**WHAT THE TASK REQUIRES:** The response must contain each line of the material that holds "Debug".

**DATASET RECORDS:**
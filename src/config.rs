use std::path::PathBuf;

/// Which synthesis backend to use.
#[derive(Debug, Clone, Copy, PartialEq, Eq)]
pub enum EngineKind {
    /// Shell out to espeak-ng.
    Espeak,
    /// Deterministic built-in waveform generator.
    Tone,
    /// Use espeak-ng when present, fall back to the tone generator.
    Auto,
}

/// Runtime configuration, read from the environment at startup.
#[derive(Debug, Clone)]
pub struct Config {
    pub host: String,
    pub port: u16,
    /// Root directory for the database and audio artifacts.
    pub data_dir: PathBuf,
    pub database_url: String,
    pub session_ttl_secs: u64,
    pub max_text_len: usize,
    pub engine: EngineKind,
}

impl Config {
    pub fn from_env() -> Self {
        let host = std::env::var("HOST").unwrap_or_else(|_| "127.0.0.1".to_string());
        let port: u16 = std::env::var("PORT")
            .unwrap_or_else(|_| "8008".to_string())
            .parse()
            .expect("PORT must be a number");
        let data_dir: PathBuf = std::env::var("DATA_DIR")
            .unwrap_or_else(|_| "./data".to_string())
            .into();
        let database_url = std::env::var("DATABASE_URL")
            .unwrap_or_else(|_| data_dir.join("novavoice.db").to_string_lossy().into_owned());
        let session_ttl_secs: u64 = std::env::var("SESSION_TTL_SECS")
            .unwrap_or_else(|_| "86400".to_string())
            .parse()
            .expect("SESSION_TTL_SECS must be a number");
        let max_text_len: usize = std::env::var("MAX_TEXT_LEN")
            .unwrap_or_else(|_| "10000".to_string())
            .parse()
            .expect("MAX_TEXT_LEN must be a number");
        let engine = match std::env::var("TTS_ENGINE").as_deref() {
            Ok("espeak") => EngineKind::Espeak,
            Ok("tone") => EngineKind::Tone,
            _ => EngineKind::Auto,
        };

        Self {
            host,
            port,
            data_dir,
            database_url,
            session_ttl_secs,
            max_text_len,
            engine,
        }
    }

    pub fn bind_addr(&self) -> String {
        format!("{}:{}", self.host, self.port)
    }
}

**EXERCISE RESPONSE:**
#[derive(Debug, Clone, Copy, PartialEq, Eq)]
#[derive(Debug, Clone)]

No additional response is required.